Fixture(modelPath).use { fx ->
    val rtA = Runtime(fx)
    val rtB = Runtime(fx)
    // ... interleave ticks per conversation
}

Default execution provider is CPU (predictable, identical across platforms). NNAPI / QNN are accepted but currently no-op to CPU.

API surface

Public types in ai.bithuman.sdk:

Tier	Types
High-level	`Avatar`, `ComposedFrame`
Low-level	`Fixture`, `FixtureInfo`, `Runtime`, `ComposeResult`
Config	`ExecutionProvider`
Errors	`BithumanException`
Auth	`BithumanAuth`, `AuthState`

Fixture.libraryVersion() / Fixture.abiVersion() expose the linked libessence version and ABI.

Hardware

arm64-v8a only. Runs on modern Android silicon (Snapdragon 8 Gen 1+, Tensor G2+). Older arm64 chips are uncharacterized — treat as unsupported for production until measured.

Measured on a Snapdragon 8 Gen 2 (Z Fold 5), Essence, CPU EP:

Metric	Value
Tight-loop mean	3.96 ms
Sustained FPS	252
RSS peak (PSS)	139 MB

Comfortable headroom over the 25 FPS / 40 ms tick budget (~10× faster than realtime in a tight loop).

Troubleshooting

`UnsatisfiedLinkError` on launch

Build variant didn’t include arm64-v8a — check abiFilters in defaultConfig.

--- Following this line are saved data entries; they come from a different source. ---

use axum_helpers::server::{create_production_app, health_router};
use core_config::tracing::{init_tracing, install_color_eyre};
use std::time::Duration;
use tracing::info;

mod api;
mod config;
mod openapi;
mod state;

use config::Config;
use state::AppState;

#[tokio::main]
async fn main() -> eyre::Result<()> {
    // Install color-eyre first for colored error output (before any fallible operations)
    install_color_eyre();

    // Load configuration from environment variables
    let config = Config::from_env()?;

    // Initialize tracing with ErrorLayer for span trace capture
    init_tracing(&config.environment);

    // Connect to PostgreSQL with retry, then bring the schema up to date
    let db = database::postgres::connect_from_config_with_retry(config.database.clone(), None)
        .await
        .map_err(|e| eyre::eyre!("PostgreSQL connection failed: {}", e))?;

    database::postgres::run_migrations::<migration::Migrator>(&db, "tasks_api")
        .await
        .map_err(|e| eyre::eyre!("Migrations failed: {}", e))?;

    let state = AppState { config, db };

    // Build router with API routes (pass reference, not ownership!)
    let api_routes = api::routes(&state);

    // create_router adds docs/middleware to our composed routes
    let router = axum_helpers::create_router::<openapi::ApiDoc>(api_routes).await?;

    // Merge health endpoints into the app
    // - /health: liveness check with app name/version
    // - /ready: readiness check with actual db health check
    let app = router
        .merge(health_router(state.config.app.clone()))
        .merge(api::ready_router(state.clone()));

    info!("Starting tasks API with production-ready shutdown (30s timeout)");

    // Production-ready server with graceful shutdown and cleanup
    // State moves here for cleanup
    create_production_app(
        app,
        &state.config.server,
        Duration::from_secs(30), // 30s graceful shutdown timeout
        async move {
            info!("Shutting down: closing database connection");
            match state.db.close().await {
                Ok(_) => info!("PostgreSQL connection closed successfully"),
                Err(e) => tracing::error!("Error closing PostgreSQL: {}", e),
            }
        },
    )
    .await
    .map_err(|e| eyre::eyre!("Server error: {}", e))?;

    info!("Tasks API shutdown complete");
    Ok(())
}
use async_trait::async_trait;
use database::BaseRepository;
use sea_orm::{DatabaseConnection, EntityTrait, QueryOrder, SqlErr};

use crate::{
    entity,
    error::{TaskError, TaskResult},
    models::{CreateTask, Task},
    repository::TaskRepository,
};

pub struct PgTaskRepository {
    base: BaseRepository<entity::Entity>,
}

impl PgTaskRepository {
    pub fn new(db: DatabaseConnection) -> Self {
        Self {
            base: BaseRepository::new(db),
        }
    }
}

#[async_trait]
impl TaskRepository for PgTaskRepository {
    async fn insert(&self, input: CreateTask) -> TaskResult<Task> {
        let id = input.id;
        let active_model: entity::ActiveModel = input.into();

        // No pre-check: the primary key constraint arbitrates duplicate ids,
        // so concurrent inserts of the same id resolve to exactly one winner.
        match self.base.insert(active_model).await {
            Ok(model) => {
                tracing::info!(task_id = model.id, "Created task");
                Ok(model.into())
            }
            Err(e) => match e.sql_err() {
                Some(SqlErr::UniqueConstraintViolation(_)) => Err(TaskError::AlreadyExists(id)),
                _ => Err(TaskError::Internal(format!("Database error: {}", e))),
            },
        }
    }

    async fn list_all(&self) -> TaskResult<Vec<Task>> {
        let models = entity::Entity::find()
            .order_by_asc(entity::Column::Id)
            .all(self.base.db())
            .await
            .map_err(|e| TaskError::Internal(format!("Database error: {}", e)))?;

        Ok(models.into_iter().map(|m| m.into()).collect())
    }

    async fn get_by_id(&self, id: i32) -> TaskResult<Option<Task>> {
        let model = self
            .base
            .find_by_id(id)
            .await
            .map_err(|e| TaskError::Internal(format!("Database error: {}", e)))?;

        Ok(model.map(|m| m.into()))
    }
}
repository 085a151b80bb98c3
//! Custom extractors for Axum handlers.
//!
//! This module provides reusable extractors that reduce boilerplate
//! and standardize error handling across your API.

pub mod validated_json;

pub use validated_json::ValidatedJson;
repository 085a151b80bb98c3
//! Server infrastructure module.
//!
//! This module provides:
//! - Application setup with OpenAPI documentation
//! - Health and readiness endpoints
//! - Graceful shutdown coordination
//!
//! # Example
//!
//! ```ignore
//! use axum_helpers::server::{create_app, create_router, health_router};
//! use core_config::{server::ServerConfig, app_info};
//!
//! // Create router with API documentation
//! let router = create_router::<ApiDoc>(api_routes).await?;
//!
//! // Add health endpoints
//! let app = router.merge(health_router(app_info!()));
//!
//! // Start server with graceful shutdown
//! create_app(app, &ServerConfig::default()).await?;
//! ```

pub mod app;
pub mod health;
pub mod shutdown;

// Re-export commonly used types and functions
pub use app::{create_app, create_production_app, create_router};
pub use health::{HealthCheckFuture, HealthResponse, health_router, run_health_checks};
pub use shutdown::{ShutdownCoordinator, shutdown_signal};
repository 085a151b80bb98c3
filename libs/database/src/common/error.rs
/// Unified database error type for all database operations
///
/// This provides a consistent error interface across connection management,
/// health checking, and migrations.
#[derive(Debug, thiserror::Error)]
pub enum DatabaseError {
    /// PostgreSQL-specific errors (SeaORM)
    #[cfg(feature = "postgres")]
    #[error("PostgreSQL error: {0}")]
    Postgres(#[from] sea_orm::DbErr),

    /// Connection failed after retries
    #[error("Connection failed: {0}")]
    ConnectionFailed(String),

    /// Health check failed
    #[error("Health check failed: {0}")]
    HealthCheckFailed(String),

    /// Configuration error
    #[error("Configuration error: {0}")]
    ConfigError(String),

    /// Migration error
    #[error("Migration error: {0}")]
    MigrationError(String),

    /// Generic database error
    #[error("Database error: {0}")]
    Generic(String),
}

/// Result type alias for database operations
pub type DatabaseResult<T> = Result<T, DatabaseError>;
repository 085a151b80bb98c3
use sea_orm_migration::{prelude::*, schema::*};

#[derive(DeriveMigrationName)]
pub struct Migration;

#[async_trait::async_trait]
impl MigrationTrait for Migration {
    async fn up(&self, manager: &SchemaManager) -> Result<(), DbErr> {
        // Create tasks table. The id is caller-supplied, so no auto-increment:
        // the primary key constraint is what arbitrates duplicate ids.
        manager
            .create_table(
                Table::create()
                    .table(Tasks::Table)
                    .if_not_exists()
                    .col(
                        ColumnDef::new(Tasks::Id)
                            .integer()
                            .not_null()
                            .primary_key(),
                    )
                    .col(string(Tasks::Title))
                    .col(boolean(Tasks::IsCompleted).default(false))
                    .to_owned(),
            )
            .await?;

        manager
            .create_index(
                Index::create()
                    .name("idx_tasks_title")
                    .table(Tasks::Table)
                    .col(Tasks::Title)
                    .to_owned(),
            )
            .await?;

        Ok(())
    }

    async fn down(&self, manager: &SchemaManager) -> Result<(), DbErr> {
        manager
            .drop_table(Table::drop().table(Tasks::Table).to_owned())
            .await?;

        Ok(())
    }
}

#[derive(DeriveIden)]
enum Tasks {
    Table,
    Id,
    Title,
    IsCompleted,
}
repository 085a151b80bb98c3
use core_config::{AppInfo, FromEnv, app_info, server::ServerConfig};

// Import database config from the database library
use database::postgres::PostgresConfig;

// Re-export Environment for use in other modules
pub use core_config::Environment;

/// Application-specific configuration
/// Composes shared config components from the `config` library
#[derive(Clone, Debug)]
pub struct Config {
    pub app: AppInfo,
    pub database: PostgresConfig,
    pub server: ServerConfig,
    pub environment: Environment,
}

impl Config {
    pub fn from_env() -> eyre::Result<Self> {
        let environment = Environment::from_env();
        let database = PostgresConfig::from_env()?; // Required - will fail if not set
        let server = ServerConfig::from_env()?; // Uses defaults: HOST=0.0.0.0, PORT=8080

        Ok(Self {
            app: app_info!(),
            database,
            server,
            environment,
        })
    }
}
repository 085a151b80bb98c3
//! PostgreSQL connection management built on SeaORM.

pub mod config;
pub mod connector;
pub mod health;

pub use config::PostgresConfig;
pub use connector::{
    connect, connect_from_config, connect_from_config_with_retry, connect_with_retry,
    run_migrations,
};
pub use health::check_health;
use axum::{
    Json,
    http::StatusCode,
    response::{IntoResponse, Response},
};

use super::{ErrorCode, ErrorResponse};

/// Handler for 404 Not Found errors.
///
/// This can be used as a fallback handler in your router.
pub async fn not_found() -> Response {
    let body = Json(ErrorResponse {
        code: ErrorCode::NotFound.code(),
        error: ErrorCode::NotFound.as_str().to_string(),
        message: "The requested resource was not found".to_string(),
        details: None,
    });

    (StatusCode::NOT_FOUND, body).into_response()
}

/// Handler for 405 Method Not Allowed errors.
pub async fn method_not_allowed() -> Response {
    let body = Json(ErrorResponse {
        code: ErrorCode::BadRequest.code(),
        error: ErrorCode::BadRequest.as_str().to_string(),
        message: "The HTTP method is not allowed for this resource".to_string(),
        details: None,
    });

    (StatusCode::METHOD_NOT_ALLOWED, body).into_response()
}
//! Shared test utilities for domain testing
//!
//! This crate provides reusable test infrastructure for all domain crates:
//! - `TestDatabase`: PostgreSQL container with automatic cleanup (feature: "postgres")
//! - `TestDataBuilder`: Deterministic test data generation (always available)
//! - `assertions`: Custom assertion helpers (always available)
//!
//! # Usage
//!
//! ```rust,no_run
//! use test_utils::{TestDatabase, TestDataBuilder};
//!
//! #[tokio::test]
//! async fn my_postgres_test() {
//!     let db = TestDatabase::new().await;
//!     let builder = TestDataBuilder::from_test_name("my_test");
//!
//!     let task_id = builder.task_id(0);
//!     let title = builder.title("task", "main");
//! }
//! ```

#[cfg(feature = "postgres")]
mod postgres;

#[cfg(feature = "postgres")]
pub use postgres::TestDatabase;

/// Builder for test data with deterministic randomization
///
/// This ensures tests are reproducible by using seeded data.
pub struct TestDataBuilder {
    seed: u64,
}

impl TestDataBuilder {
    /// Create a new builder with a seed (for deterministic tests)
    pub fn new(seed: u64) -> Self {
        Self { seed }
    }

    /// Create from test name (generates seed from test name hash)
    ///
    /// This is the recommended way to create a builder for consistent test data.
    pub fn from_test_name(name: &str) -> Self {
        use std::collections::hash_map::DefaultHasher;
        use std::hash::{Hash, Hasher};

        let mut hasher = DefaultHasher::new();
        name.hash(&mut hasher);
        Self::new(hasher.finish())
    }

    /// Generate a deterministic task id for testing
    ///
    /// Ids are derived from the seed, so the same test name always yields
    /// the same ids while different tests get disjoint ranges.
    pub fn task_id(&self, offset: i32) -> i32 {
        let base = (self.seed % 1_000_000) as i32;
        base.wrapping_mul(100).wrapping_add(offset)
    }

    /// Generate a unique title for testing
    ///
    /// # Example
    ///
    /// ```
    /// use test_utils::TestDataBuilder;
    ///
    /// let builder = TestDataBuilder::from_test_name("my_test");
    /// let title = builder.title("task", "main");
    /// // Returns: "test-task-12345-main"
    /// ```
    pub fn title(&self, prefix: &str, suffix: &str) -> String {
        format!("test-{}-{}-{}", prefix, self.seed, suffix)
    }
}

/// Test assertion helpers
pub mod assertions {
    /// Assert that an optional value is Some
    pub fn assert_some<T>(value: Option<T>, context: &str) -> T {
        value.unwrap_or_else(|| panic!("{}: expected Some, got None", context))
    }
}

#[cfg(test)]
mod tests {
    use super::*;

    #[test]
    fn test_data_builder_deterministic() {
        let builder1 = TestDataBuilder::new(42);
        let builder2 = TestDataBuilder::new(42);

        assert_eq!(builder1.task_id(0), builder2.task_id(0));
        assert_eq!(builder1.title("task", "test"), builder2.title("task", "test"));
    }

    #[test]
    fn test_data_builder_from_name() {
        let builder1 = TestDataBuilder::from_test_name("my_test");
        let builder2 = TestDataBuilder::from_test_name("my_test");

        assert_eq!(builder1.task_id(0), builder2.task_id(0));
    }

    #[test]
    fn test_data_builder_offsets_distinct() {
        let builder = TestDataBuilder::from_test_name("my_test");
        assert_ne!(builder.task_id(0), builder.task_id(1));
    }
}
use axum::{
    Json, Router,
    extract::{Path, State},
    routing::get,
};
use axum_helpers::{
    ValidatedJson,
    errors::responses::{
        ConflictResponse, InternalServerErrorResponse, NotFoundResponse,
        UnprocessableEntityResponse,
    },
};
use std::sync::Arc;
use utoipa::OpenApi;

use crate::error::TaskResult;
use crate::models::{CreateTask, Task};
use crate::repository::TaskRepository;
use crate::service::TaskService;

pub const TAG: &str = "tasks";

/// OpenAPI documentation for Tasks API
#[derive(OpenApi)]
#[openapi(
    paths(list_tasks, create_task, get_task),
    components(
        schemas(Task, CreateTask),
        responses(
            NotFoundResponse,
            ConflictResponse,
            UnprocessableEntityResponse,
            InternalServerErrorResponse
        )
    ),
    tags(
        (name = TAG, description = "Task tracking endpoints")
    )
)]
pub struct ApiDoc;

/// Create the task router with all HTTP endpoints
pub fn router<R: TaskRepository + 'static>(service: TaskService<R>) -> Router {
    let shared_service = Arc::new(service);

    Router::new()
        .route("/", get(list_tasks).post(create_task))
        .route("/{id}", get(get_task))
        .with_state(shared_service)
}

/// List all tasks
#[utoipa::path(
    get,
    path = "",
    tag = TAG,
    responses(
        (status = 200, description = "List of tasks", body = Vec<Task>),
        (status = 500, response = InternalServerErrorResponse)
    )
)]
async fn list_tasks<R: TaskRepository>(
    State(service): State<Arc<TaskService<R>>>,
) -> TaskResult<Json<Vec<Task>>> {
    let tasks = service.list_tasks().await?;
    Ok(Json(tasks))
}

/// Create a new task
#[utoipa::path(
    post,
    path = "",
    tag = TAG,
    request_body = CreateTask,
    responses(
        (status = 200, description = "Task created successfully", body = Task),
        (status = 409, response = ConflictResponse),
        (status = 422, response = UnprocessableEntityResponse),
        (status = 500, response = InternalServerErrorResponse)
    )
)]
async fn create_task<R: TaskRepository>(
    State(service): State<Arc<TaskService<R>>>,
    ValidatedJson(input): ValidatedJson<CreateTask>,
) -> TaskResult<Json<Task>> {
    let task = service.create_task(input).await?;
    Ok(Json(task))
}

/// Get a task by ID
#[utoipa::path(
    get,
    path = "/{id}",
    tag = TAG,
    params(
        ("id" = i32, Path, description = "Task ID")
    ),
    responses(
        (status = 200, description = "Task found", body = Task),
        (status = 404, response = NotFoundResponse),
        (status = 500, response = InternalServerErrorResponse)
    )
)]
async fn get_task<R: TaskRepository>(
    State(service): State<Arc<TaskService<R>>>,
    Path(id): Path<i32>,
) -> TaskResult<Json<Task>> {
    let task = service.get_task(id).await?;
    Ok(Json(task))
}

`BithumanException: AUTH_FAILED`

Secret missing or invalid. Confirm BITHUMAN_API_SECRET is set before the first Avatar.load.

First compose tick is slow (~400 ms)

First-run init. Pre-warm with one silent tick at startup for consistent latency from frame one.

`composeAsBitmaps` returns empty

pcm.size must be ≥ avatar.samplesPerTick (640 samples / tick).